A federal judge in Denver found Tuesday that federal immigration authorities have routinely carried out illegal arrests in Colorado and ordered them to better document detentions so their legality can be monitored.
The 66-page decision from U.S. District Court Judge R. Brooke Jackson came three weeks after four immigrants testified that U.S. Immigration and Customs Enforcement agents had arrested them without warrants and without first checking to see whether they were likely to flee court proceedings — a check that’s required by law.
Jackson ordered Tuesday that ICE remove the ankle monitors on three of those people, one of whom is a Univerity of Utah student arrested in Mesa County in June, and refund the bail that each paid to leave detention earlier this year. (The fourth immigrant has received legal status and was not being monitored.)
Jackson ordered ICE agents to follow the law and check — as well as document — that each person they arrest without a warrant poses a flight risk. He also ordered the agency to regularly turn over a random selection of arrest forms to the attorneys who filed the suit, including some with the American Civil Liberties Union of Colorado.

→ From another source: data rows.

impl Interpreter {
    pub(crate) fn file_entry(&mut self, number: i16) -> ExecResult<&mut FileEntry> {
        if number < 1 || number as usize > constants::MAX_FILE_NUMBER {
            return Err(ErrorCode::BadFileNumber.into());
        }
        self.runtime
            .files
            .get_mut(&(number as usize))
            .ok_or_else(|| ErrorCode::BadFileNumber.into())
    }

    fn eval_file_number(&mut self, expr: &Expr) -> ExecResult<i16> {
        let n = self.eval_index(expr)?;
        if n < 1 || n > constants::MAX_FILE_NUMBER as i32 {
            Err(ErrorCode::BadFileNumber.into())
        } else {
            Ok(n as i16)
        }
    }

    fn sink_write(&mut self, target: &PrintTarget, text: &str) -> ExecResult<()> {
        match target {
            PrintTarget::Console => {
                self.console.print(text);
                Ok(())
            }
            PrintTarget::File(n) => {
                let entry = self.file_entry(*n)?;
                entry
                    .handle
                    .write(&text_to_bytes(text))
                    .map_err(|_| ErrorCode::DiskIoError)?;
                entry.column = advance_column(entry.column, text);
                Ok(())
            }
        }
    }

    fn sink_column(&mut self, target: &PrintTarget) -> ExecResult<usize> {
        match target {
            PrintTarget::Console => Ok(self.console.column()),
            PrintTarget::File(n) => Ok(self.file_entry(*n)?.column),
        }
    }

    fn sink_width(&mut self, target: &PrintTarget) -> usize {
        match target {
            PrintTarget::Console => self.console.width(),
            // Disk output does not wrap.
            PrintTarget::File(_) => usize::max_value(),
        }
    }

    fn resolve_target(&mut self, file: Option<&Expr>) -> ExecResult<PrintTarget> {
        match file {
            None => Ok(PrintTarget::Console),
            Some(expr) => {
                let n = f64_to_i16(self.eval_number(expr)?);
                self.file_entry(n)?;
                Ok(PrintTarget::File(n))
            }
        }
    }

    pub(crate) fn exec_print(
        &mut self,
        file: Option<&Expr>,
        using: Option<&Expr>,
        items: &[PrintItem],
    ) -> ExecResult<Exec> {
        let target = self.resolve_target(file)?;

        if let Some(format) = using {
            let format = self.eval(format)?.into_bytes()?;
            let mut values = Vec::new();
            for item in items {
                if let Some(expr) = &item.expr {
                    values.push(self.eval(expr)?);
                }
            }
            let rendered = format_using(&format, &values)?;
            self.sink_write(&target, &rendered)?;
            self.sink_write(&target, "\n")?;
            return Ok(Exec::Next);
        }

        if items.is_empty() {
            self.sink_write(&target, "\n")?;
            return Ok(Exec::Next);
        }

        // Items evaluate and emit strictly left to right, so POS and TAB
        // observe the live column.
        for item in items {
            let piece = match &item.expr {
                None => Piece::Empty,
                Some(Expr::Call(name, args)) if name == "tab" && args.len() == 1 => {
                    Piece::Tab(self.eval_index(&args[0])?)
                }
                Some(Expr::Call(name, args)) if name == "spc" && args.len() == 1 => {
                    Piece::Spc(self.eval_index(&args[0])?)
                }
                Some(expr) => {
                    let value = self.eval(expr)?;
                    Piece::Text(match &value {
                        Value::String(s) => bytes_to_text(s),
                        number => format!("{} ", number_to_string(number)),
                    })
                }
            };
            let sep = item.sep;
            match piece {
                Piece::Empty => {}
                Piece::Text(text) => self.sink_write(&target, &text)?,
                Piece::Tab(column) => {
                    let stop = (column.max(1) as usize).saturating_sub(1);
                    let current = self.sink_column(&target)?;
                    if current < stop {
                        self.sink_write(&target, &" ".repeat(stop - current))?;
                    }
                }
                Piece::Spc(count) => {
                    if count > 0 {
                        self.sink_write(&target, &" ".repeat(count as usize))?;
                    }
                }
            }
            match sep {
                Some(PrintSep::Semicolon) => {}
                Some(PrintSep::Adjacent) => self.sink_write(&target, " ")?,
                Some(PrintSep::Comma) => {
                    let column = self.sink_column(&target)?;
                    let next = (column / constants::PRINT_ZONE_WIDTH + 1)
                        * constants::PRINT_ZONE_WIDTH;
                    if next >= self.sink_width(&target) {
                        self.sink_write(&target, "\n")?;
                    } else {
                        self.sink_write(&target, &" ".repeat(next - column))?;
                    }
                }
                None => self.sink_write(&target, "\n")?,
            }
        }
        Ok(Exec::Next)
    }

    pub(crate) fn exec_write(&mut self, file: Option<&Expr>, items: &[Expr]) -> ExecResult<Exec> {
        let target = self.resolve_target(file)?;
        let mut parts = Vec::with_capacity(items.len());
        for item in items {
            let value = self.eval(item)?;
            parts.push(match &value {
                Value::String(s) => format!("\"{}\"", bytes_to_text(s)),
                number => number_to_string(number).trim().to_string(),
            });
        }
        let mut line = parts.join(",");
        line.push('\n');
        self.sink_write(&target, &line)?;
        Ok(Exec::Next)
    }

    pub(crate) fn exec_input(
        &mut self,
        file: Option<&Expr>,
        prompt: Option<&str>,
        suppress_mark: bool,
        vars: &[LValue],
    ) -> ExecResult<Exec> {
        if let Some(expr) = file {
            let number = self.eval_file_number(expr)?;
            let mut queue: VecDeque<String> = VecDeque::new();
            for target in vars {
                if queue.is_empty() {
                    let line = self
                        .file_entry(number)?
                        .handle
                        .read_line()
                        .map_err(|_| ErrorCode::DiskIoError)?
                        .ok_or(ErrorCode::InputPastEnd)?;
                    queue.extend(split_input_fields(&line));
                }
                let text = queue.pop_front().unwrap_or_default();
                self.assign_input(target, &text)?;
            }
            return Ok(Exec::Next);
        }

        let prompt = match prompt {
            Some(text) => text.to_string(),
            None if suppress_mark => String::new(),
            None => "? ".to_string(),
        };
        let line = self.console.input(&prompt);
        let fields = split_input_fields(&line);
        // Too few values: assign what we have, leave the rest untouched.
        for (target, text) in vars.iter().zip(&fields) {
            self.assign_input(target, text)?;
        }
        Ok(Exec::Next)
    }

    pub(crate) fn exec_line_input(
        &mut self,
        file: Option<&Expr>,
        prompt: Option<&str>,
        var: &LValue,
    ) -> ExecResult<Exec> {
        let line = match file {
            Some(expr) => {
                let number = self.eval_file_number(expr)?;
                self.file_entry(number)?
                    .handle
                    .read_line()
                    .map_err(|_| ErrorCode::DiskIoError)?
                    .ok_or(ErrorCode::InputPastEnd)?
            }
            None => self.console.input(prompt.unwrap_or("")),
        };
        self.assign(var, Value::String(text_to_bytes(&line)))?;
        Ok(Exec::Next)
    }

    fn assign_input(&mut self, target: &LValue, text: &str) -> ExecResult<()> {
        let value = if target.var().vtype == VarType::String {
            Value::String(text_to_bytes(text))
        } else {
            // Unparsable numeric input degrades to 0.
            Value::Double(parse_number_prefix(text))
        };
        self.assign(target, value)
    }

    pub(crate) fn exec_open(
        &mut self,
        file: &Expr,
        mode: &OpenMode,
        number: &Expr,
        record_len: Option<&Expr>,
    ) -> ExecResult<Exec> {
        let number = self.eval_file_number(number)?;
        if self.runtime.files.contains_key(&(number as usize)) {
            return Err(ErrorCode::FileAlreadyOpen.into());
        }
        let name = self.eval_string(file)?;
        if name.is_empty() {
            return Err(ErrorCode::BadFileName.into());
        }
        let mode = match mode {
            OpenMode::Keyword(mode) => *mode,
            OpenMode::Classic(expr) => {
                let text = self.eval_string(expr)?;
                text.chars()
                    .next()
                    .and_then(FileMode::from_letter)
                    .ok_or(ErrorCode::BadFileMode)?
            }
        };
        let record_len = match record_len {
            Some(expr) => {
                let n = self.eval_index(expr)?;
                if n < 1 {
                    return Err(ErrorCode::IllegalFunctionCall.into());
                }
                n as usize
            }
            None => constants::DEFAULT_RECORD_LEN,
        };
        let handle = self
            .fs
            .open(&name, mode, record_len)
            .map_err(|e| map_io_error(&e))?;
        self.runtime
            .files
            .insert(number as usize, FileEntry::new(handle, mode, record_len));
        Ok(Exec::Next)
    }

    pub(crate) fn exec_close(&mut self, numbers: &[Expr]) -> ExecResult<Exec> {
        if numbers.is_empty() {
            self.runtime.close_all_files();
            return Ok(Exec::Next);
        }
        for expr in numbers {
            let n = self.eval_index(expr)?;
            if n < 1 {
                continue;
            }
            if let Some(mut entry) = self.runtime.files.remove(&(n as usize)) {
                let _ = entry.handle.flush();
            }
        }
        Ok(Exec::Next)
    }

    pub(crate) fn exec_field(
        &mut self,
        number: &Expr,
        fields: &[(Expr, VarRef)],
    ) -> ExecResult<Exec> {
        let number = self.eval_file_number(number)?;
        let mut defs = Vec::with_capacity(fields.len());
        let mut offset = 0;
        for (width, var) in fields {
            let width = self.eval_index(width)?;
            if width < 0 {
                return Err(ErrorCode::IllegalFunctionCall.into());
            }
            if var.vtype != VarType::String {
                return Err(ErrorCode::TypeMismatch.into());
            }
            defs.push(FieldDef {
                key: var.key(),
                offset,
                width: width as usize,
            });
            offset += width as usize;
        }

        let published = {
            let entry = self.file_entry(number)?;
            if entry.mode != FileMode::Random {
                return Err(ErrorCode::BadFileMode.into());
            }
            if offset > entry.open_record_len {
                return Err(ErrorCode::FieldOverflow.into());
            }
            entry.set_fields(defs);
            entry
                .fields
                .iter()
                .map(|f| (f.key.clone(), entry.window(f).to_vec()))
                .collect::<Vec<_>>()
        };
        for (key, window) in published {
            self.runtime.set_scalar_raw(&key, Value::String(window));
        }
        Ok(Exec::Next)
    }

    fn eval_record_number(&mut self, record: Option<&Expr>) -> ExecResult<Option<usize>> {
        match record {
            None => Ok(None),
            Some(expr) => {
                let r = self.eval_index(expr)?;
                if r < 1 {
                    Err(ErrorCode::BadRecordNumber.into())
                } else {
                    Ok(Some(r as usize))
                }
            }
        }
    }

    pub(crate) fn exec_get(&mut self, number: &Expr, record: Option<&Expr>) -> ExecResult<Exec> {
        let number = self.eval_file_number(number)?;
        let record = self.eval_record_number(record)?;
        let published = {
            let entry = self.file_entry(number)?;
            if entry.mode != FileMode::Random {
                return Err(ErrorCode::BadFileMode.into());
            }
            let r = record.unwrap_or(entry.current_record + 1);
            let len = entry.record_len.max(1);
            entry
                .handle
                .seek_record(r, len)
                .map_err(|e| map_io_error(&e))?;
            let mut buffer = vec![0u8; len];
            let count = entry
                .handle
                .read_record(&mut buffer)
                .map_err(|e| map_io_error(&e))?;
            // Reads past EOF pad the record with spaces.
            for b in &mut buffer[count..] {
                *b = b' ';
            }
            entry.buffer = buffer;
            entry.current_record = r;
            entry
                .fields
                .iter()
                .map(|f| (f.key.clone(), entry.window(f).to_vec()))
                .collect::<Vec<_>>()
        };
        for (key, window) in published {
            self.runtime.set_scalar_raw(&key, Value::String(window));
        }
        Ok(Exec::Next)
    }

    pub(crate) fn exec_put(&mut self, number: &Expr, record: Option<&Expr>) -> ExecResult<Exec> {
        let number = self.eval_file_number(number)?;
        let record = self.eval_record_number(record)?;
        let entry = self.file_entry(number)?;
        if entry.mode != FileMode::Random {
            return Err(ErrorCode::BadFileMode.into());
        }
        let r = record.unwrap_or(entry.current_record + 1);
        let len = entry.record_len.max(1);
        if entry.buffer.len() < len {
            entry.buffer.resize(len, b' ');
        }
        entry
            .handle
            .seek_record(r, len)
            .map_err(|e| map_io_error(&e))?;
        let buffer = entry.buffer[..len].to_vec();
        entry
            .handle
            .write_record(&buffer)
            .map_err(|e| map_io_error(&e))?;
        let _ = entry.handle.flush();
        entry.current_record = r;
        Ok(Exec::Next)
    }

    /// `LSET` (left-justify) and `RSET` (right-justify) into the field
    /// buffer that owns the variable, refreshing the scalar alongside.
    pub(crate) fn exec_justified_set(
        &mut self,
        var: &VarRef,
        value: &Expr,
        right_justify: bool,
    ) -> ExecResult<Exec> {
        let data = self.eval(value)?.into_bytes()?;
        let key = var.key();
        let owner = self
            .runtime
            .files
            .iter()
            .find_map(|(&n, entry)| entry.field(&key).cloned().map(|f| (n, f)));
        let (number, field) = owner.ok_or(ErrorCode::IllegalFunctionCall)?;
        let window = {
            let entry = self
                .runtime
                .files
                .get_mut(&number)
                .ok_or(ErrorCode::InternalError)?;
            entry.store_field(&field, &data, right_justify);
            entry.window(&field).to_vec()
        };
        self.runtime.set_scalar_raw(&key, Value::String(window));
        Ok(Exec::Next)
    }
}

During the late-October hearing, the four immigrants’ attorneys pointed to The Denver Post’s reporting about the surge in recent immigration arrests in Colorado, as well as to statements from senior federal officials indicating that they planned to arrest any person they encountered who lacked proper legal status.
In his order, Jackson noted that, without a court’s intervention, ICE’s pattern of illegal arrests was likely to increase.
“ICE has almost doubled its headcount in Colorado this year alone, is actively recruiting and hiring many more officers, and plans to open three additional detention centers in Colorado, nearly tripling its current capacity,” Jackson wrote. “On this record, plaintiffs have shown that, without the requested injunction, there is likely to be a substantial increase in the number of warrantless arrests made without probable cause of flight risk.”
He pointed to the recent arrests of a Durango father and his two children as evidence. ICE arrested the father after initially mistaking him for someone else, but still kept him and his adolescent children detained. The family agreed to voluntarily return to Colombia earlier this month, though they remain in ICE detention, according to an agency database.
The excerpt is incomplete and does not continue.